Stored data entries
---

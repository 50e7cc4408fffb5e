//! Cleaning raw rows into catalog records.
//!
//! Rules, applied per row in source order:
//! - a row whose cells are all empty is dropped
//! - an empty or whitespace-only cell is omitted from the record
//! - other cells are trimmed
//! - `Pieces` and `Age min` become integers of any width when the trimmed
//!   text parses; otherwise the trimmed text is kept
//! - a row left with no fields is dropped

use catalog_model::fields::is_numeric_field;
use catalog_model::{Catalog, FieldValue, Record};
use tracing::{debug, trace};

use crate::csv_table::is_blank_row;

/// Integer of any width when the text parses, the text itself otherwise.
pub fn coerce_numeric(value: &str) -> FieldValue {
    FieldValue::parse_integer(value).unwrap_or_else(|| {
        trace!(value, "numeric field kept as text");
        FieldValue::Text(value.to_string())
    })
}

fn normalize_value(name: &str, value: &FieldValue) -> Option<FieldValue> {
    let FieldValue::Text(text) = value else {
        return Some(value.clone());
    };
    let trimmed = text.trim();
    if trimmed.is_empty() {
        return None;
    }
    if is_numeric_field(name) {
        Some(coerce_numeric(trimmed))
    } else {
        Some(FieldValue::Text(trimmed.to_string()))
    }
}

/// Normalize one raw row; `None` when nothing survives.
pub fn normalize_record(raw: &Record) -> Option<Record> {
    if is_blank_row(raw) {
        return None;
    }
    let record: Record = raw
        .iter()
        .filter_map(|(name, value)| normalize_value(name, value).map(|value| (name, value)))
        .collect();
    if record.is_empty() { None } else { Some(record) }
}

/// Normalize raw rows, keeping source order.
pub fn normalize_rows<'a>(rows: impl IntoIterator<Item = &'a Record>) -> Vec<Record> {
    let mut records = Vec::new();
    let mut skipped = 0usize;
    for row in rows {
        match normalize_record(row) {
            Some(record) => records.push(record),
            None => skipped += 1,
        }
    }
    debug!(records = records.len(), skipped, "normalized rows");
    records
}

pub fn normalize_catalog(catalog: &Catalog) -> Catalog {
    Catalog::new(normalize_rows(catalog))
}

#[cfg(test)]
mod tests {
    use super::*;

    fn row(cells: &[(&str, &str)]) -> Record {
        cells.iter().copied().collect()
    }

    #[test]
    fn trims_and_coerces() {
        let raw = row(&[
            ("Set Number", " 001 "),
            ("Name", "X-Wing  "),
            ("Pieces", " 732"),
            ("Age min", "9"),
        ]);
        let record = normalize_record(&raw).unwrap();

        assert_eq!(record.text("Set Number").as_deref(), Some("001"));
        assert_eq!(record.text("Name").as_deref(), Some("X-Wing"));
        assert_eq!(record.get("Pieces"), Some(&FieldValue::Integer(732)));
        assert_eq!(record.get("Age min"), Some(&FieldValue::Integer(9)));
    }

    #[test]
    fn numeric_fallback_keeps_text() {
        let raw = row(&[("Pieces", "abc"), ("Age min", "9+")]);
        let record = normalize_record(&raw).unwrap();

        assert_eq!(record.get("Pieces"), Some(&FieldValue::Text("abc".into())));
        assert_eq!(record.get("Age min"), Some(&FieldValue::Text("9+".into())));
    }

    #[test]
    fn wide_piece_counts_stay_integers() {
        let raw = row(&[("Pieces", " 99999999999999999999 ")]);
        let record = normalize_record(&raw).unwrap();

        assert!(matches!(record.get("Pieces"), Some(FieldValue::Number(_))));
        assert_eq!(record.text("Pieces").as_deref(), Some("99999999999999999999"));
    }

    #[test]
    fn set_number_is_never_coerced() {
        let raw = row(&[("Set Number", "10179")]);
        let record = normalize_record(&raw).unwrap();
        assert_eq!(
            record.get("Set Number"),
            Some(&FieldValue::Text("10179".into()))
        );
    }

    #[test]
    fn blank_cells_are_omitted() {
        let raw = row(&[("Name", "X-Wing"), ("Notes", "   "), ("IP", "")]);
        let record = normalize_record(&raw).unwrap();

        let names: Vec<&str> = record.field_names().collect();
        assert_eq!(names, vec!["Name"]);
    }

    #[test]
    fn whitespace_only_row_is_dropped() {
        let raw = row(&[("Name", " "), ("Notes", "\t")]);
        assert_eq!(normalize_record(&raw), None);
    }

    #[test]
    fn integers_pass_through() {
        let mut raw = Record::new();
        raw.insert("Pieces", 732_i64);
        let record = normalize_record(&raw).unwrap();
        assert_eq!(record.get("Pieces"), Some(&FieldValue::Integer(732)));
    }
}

---

• **Brief**: In full and without change, transcribe every line of the records above.

• **Solution**:
repository 50e7cc4408fffb5e
//! Cleaning raw rows into catalog records.
//!
//! Rules, applied per row in source order:
//! - a row whose cells are all empty is dropped
//! - an empty or whitespace-only cell is omitted from the record
//! - other cells are trimmed
//! - `Pieces` and `Age min` become integers of any width when the trimmed
//!   text parses; otherwise the trimmed text is kept
//! - a row left with no fields is dropped

use catalog_model::fields::is_numeric_field;
use catalog_model::{Catalog, FieldValue, Record};
use tracing::{debug, trace};

use crate::csv_table::is_blank_row;

/// Integer of any width when the text parses, the text itself otherwise.
pub fn coerce_numeric(value: &str) -> FieldValue {
    FieldValue::parse_integer(value).unwrap_or_else(|| {
        trace!(value, "numeric field kept as text");
        FieldValue::Text(value.to_string())
    })
}

fn normalize_value(name: &str, value: &FieldValue) -> Option<FieldValue> {
    let FieldValue::Text(text) = value else {
        return Some(value.clone());
    };
    let trimmed = text.trim();
    if trimmed.is_empty() {
        return None;
    }
    if is_numeric_field(name) {
        Some(coerce_numeric(trimmed))
    } else {
        Some(FieldValue::Text(trimmed.to_string()))
    }
}

/// Normalize one raw row; `None` when nothing survives.
pub fn normalize_record(raw: &Record) -> Option<Record> {
    if is_blank_row(raw) {
        return None;
    }
    let record: Record = raw
        .iter()
        .filter_map(|(name, value)| normalize_value(name, value).map(|value| (name, value)))
        .collect();
    if record.is_empty() { None } else { Some(record) }
}

/// Normalize raw rows, keeping source order.
pub fn normalize_rows<'a>(rows: impl IntoIterator<Item = &'a Record>) -> Vec<Record> {
    let mut records = Vec::new();
    let mut skipped = 0usize;
    for row in rows {
        match normalize_record(row) {
            Some(record) => records.push(record),
            None => skipped += 1,
        }
    }
    debug!(records = records.len(), skipped, "normalized rows");
    records
}

pub fn normalize_catalog(catalog: &Catalog) -> Catalog {
    Catalog::new(normalize_rows(catalog))
}

#[cfg(test)]
mod tests {
    use super::*;

    fn row(cells: &[(&str, &str)]) -> Record {
        cells.iter().copied().collect()
    }

    #[test]
    fn trims_and_coerces() {
        let raw = row(&[
            ("Set Number", " 001 "),
            ("Name", "X-Wing  "),
            ("Pieces", " 732"),
            ("Age min", "9"),
        ]);
        let record = normalize_record(&raw).unwrap();

        assert_eq!(record.text("Set Number").as_deref(), Some("001"));
        assert_eq!(record.text("Name").as_deref(), Some("X-Wing"));
        assert_eq!(record.get("Pieces"), Some(&FieldValue::Integer(732)));
        assert_eq!(record.get("Age min"), Some(&FieldValue::Integer(9)));
    }

    #[test]
    fn numeric_fallback_keeps_text() {
        let raw = row(&[("Pieces", "abc"), ("Age min", "9+")]);
        let record = normalize_record(&raw).unwrap();

        assert_eq!(record.get("Pieces"), Some(&FieldValue::Text("abc".into())));
        assert_eq!(record.get("Age min"), Some(&FieldValue::Text("9+".into())));
    }

    #[test]
    fn wide_piece_counts_stay_integers() {
        let raw = row(&[("Pieces", " 99999999999999999999 ")]);
        let record = normalize_record(&raw).unwrap();

        assert!(matches!(record.get("Pieces"), Some(FieldValue::Number(_))));
        assert_eq!(record.text("Pieces").as_deref(), Some("99999999999999999999"));
    }

    #[test]
    fn set_number_is_never_coerced() {
        let raw = row(&[("Set Number", "10179")]);
        let record = normalize_record(&raw).unwrap();
        assert_eq!(
            record.get("Set Number"),
            Some(&FieldValue::Text("10179".into()))
        );
    }

    #[test]
    fn blank_cells_are_omitted() {
        let raw = row(&[("Name", "X-Wing"), ("Notes", "   "), ("IP", "")]);
        let record = normalize_record(&raw).unwrap();

        let names: Vec<&str> = record.field_names().collect();
        assert_eq!(names, vec!["Name"]);
    }

    #[test]
    fn whitespace_only_row_is_dropped() {
        let raw = row(&[("Name", " "), ("Notes", "\t")]);
        assert_eq!(normalize_record(&raw), None);
    }

    #[test]
    fn integers_pass_through() {
        let mut raw = Record::new();
        raw.insert("Pieces", 732_i64);
        let record = normalize_record(&raw).unwrap();
        assert_eq!(record.get("Pieces"), Some(&FieldValue::Integer(732)));
    }
}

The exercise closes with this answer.